* Extracted material:
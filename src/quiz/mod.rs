pub mod answer;
pub mod mastery;
pub mod navigation;
pub mod table;
use ratatui::layout::{Constraint, Direction, Layout, Rect};

use crate::app::Focus;

#[derive(Clone, Copy, Debug, PartialEq, Eq)]
pub enum LayoutTier {
    Wide,   // ≥80 cols: list and table side by side
    Narrow, // <80 cols: only the focused pane
}

impl LayoutTier {
    pub fn from_area(area: Rect) -> Self {
        if area.width >= 80 {
            LayoutTier::Wide
        } else {
            LayoutTier::Narrow
        }
    }
}

pub struct AppLayout {
    pub header: Rect,
    pub list: Option<Rect>,
    pub table: Option<Rect>,
    pub footer: Rect,
    pub tier: LayoutTier,
}

impl AppLayout {
    pub fn new(area: Rect, focus: Focus, footer_lines: u16) -> Self {
        let tier = LayoutTier::from_area(area);

        let vertical = Layout::default()
            .direction(Direction::Vertical)
            .constraints([
                Constraint::Length(1),
                Constraint::Min(5),
                Constraint::Length(footer_lines.max(1)),
            ])
            .split(area);

        let (list, table) = match tier {
            LayoutTier::Wide => {
                let horizontal = Layout::default()
                    .direction(Direction::Horizontal)
                    .constraints([Constraint::Length(34), Constraint::Min(40)])
                    .split(vertical[1]);
                (Some(horizontal[0]), Some(horizontal[1]))
            }
            LayoutTier::Narrow => match focus {
                Focus::List => (Some(vertical[1]), None),
                Focus::Table => (None, Some(vertical[1])),
            },
        };

        Self {
            header: vertical[0],
            list,
            table,
            footer: vertical[2],
            tier,
        }
    }
}

/// Greedily pack footer hints into as few lines as fit `width`.
pub fn pack_hint_lines(hints: &[&str], width: usize) -> Vec<String> {
    if width == 0 || hints.is_empty() {
        return Vec::new();
    }

    let prefix = " ";
    let separator = "  ";
    let mut out: Vec<String> = Vec::new();
    let mut current = prefix.to_string();
    let mut has_hint = false;

    for hint in hints.iter().filter(|h| !h.is_empty()) {
        let candidate = if has_hint {
            format!("{current}{separator}{hint}")
        } else {
            format!("{current}{hint}")
        };
        if candidate.chars().count() <= width {
            current = candidate;
            has_hint = true;
        } else {
            if has_hint {
                out.push(current);
            }
            current = format!("{prefix}{hint}");
            has_hint = true;
        }
    }

    if has_hint {
        out.push(current);
    }
    out
}

pub fn centered_rect(percent_x: u16, percent_y: u16, area: Rect) -> Rect {
    const MIN_POPUP_WIDTH: u16 = 50;
    const MIN_POPUP_HEIGHT: u16 = 14;

    let requested_w = area.width.saturating_mul(percent_x.min(100)) / 100;
    let requested_h = area.height.saturating_mul(percent_y.min(100)) / 100;

    let target_w = requested_w.max(MIN_POPUP_WIDTH).min(area.width);
    let target_h = requested_h.max(MIN_POPUP_HEIGHT).min(area.height);

    let left = area
        .x
        .saturating_add((area.width.saturating_sub(target_w)) / 2);
    let top = area
        .y
        .saturating_add((area.height.saturating_sub(target_h)) / 2);

    Rect::new(left, top, target_w, target_h)
}
use std::path::Path;

use tracing_appender::non_blocking::WorkerGuard;
use tracing_appender::rolling::{RollingFileAppender, Rotation};
use tracing_subscriber::{EnvFilter, fmt, layer::SubscriberExt, util::SubscriberInitExt};

const LOG_ENV: &str = "KLISIS_LOG";

/// Keeps the background log writer alive; drop it last.
pub struct FileLogGuard {
    _guard: WorkerGuard,
}

/// Log to a daily rolling file. The terminal belongs to the TUI, so there is no
/// stdout layer. Returns `None` when the log directory cannot be created.
pub fn init_file_logging(log_dir: &Path, default_level: &str) -> Option<FileLogGuard> {
    let env_filter = EnvFilter::try_from_env(LOG_ENV)
        .or_else(|_| EnvFilter::try_new(default_level))
        .unwrap_or_else(|_| EnvFilter::new("info"));

    if let Err(err) = std::fs::create_dir_all(log_dir) {
        eprintln!("failed to create log directory {}: {err}", log_dir.display());
        return None;
    }

    let file_appender = RollingFileAppender::new(Rotation::DAILY, log_dir, "klisis.log");
    let (file_writer, guard) = tracing_appender::non_blocking(file_appender);
    let file_layer = fmt::layer()
        .with_writer(file_writer)
        .with_ansi(false)
        .with_target(true);

    let initialized = tracing_subscriber::registry()
        .with(env_filter)
        .with(file_layer)
        .try_init();
    if initialized.is_err() {
        return None;
    }

    Some(FileLogGuard { _guard: guard })
}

* What you need to do:
Filter the data for the string "Path". Copy each matching line.

* Answer to the problem:
use std::path::Path;
pub fn init_file_logging(log_dir: &Path, default_level: &str) -> Option<FileLogGuard> {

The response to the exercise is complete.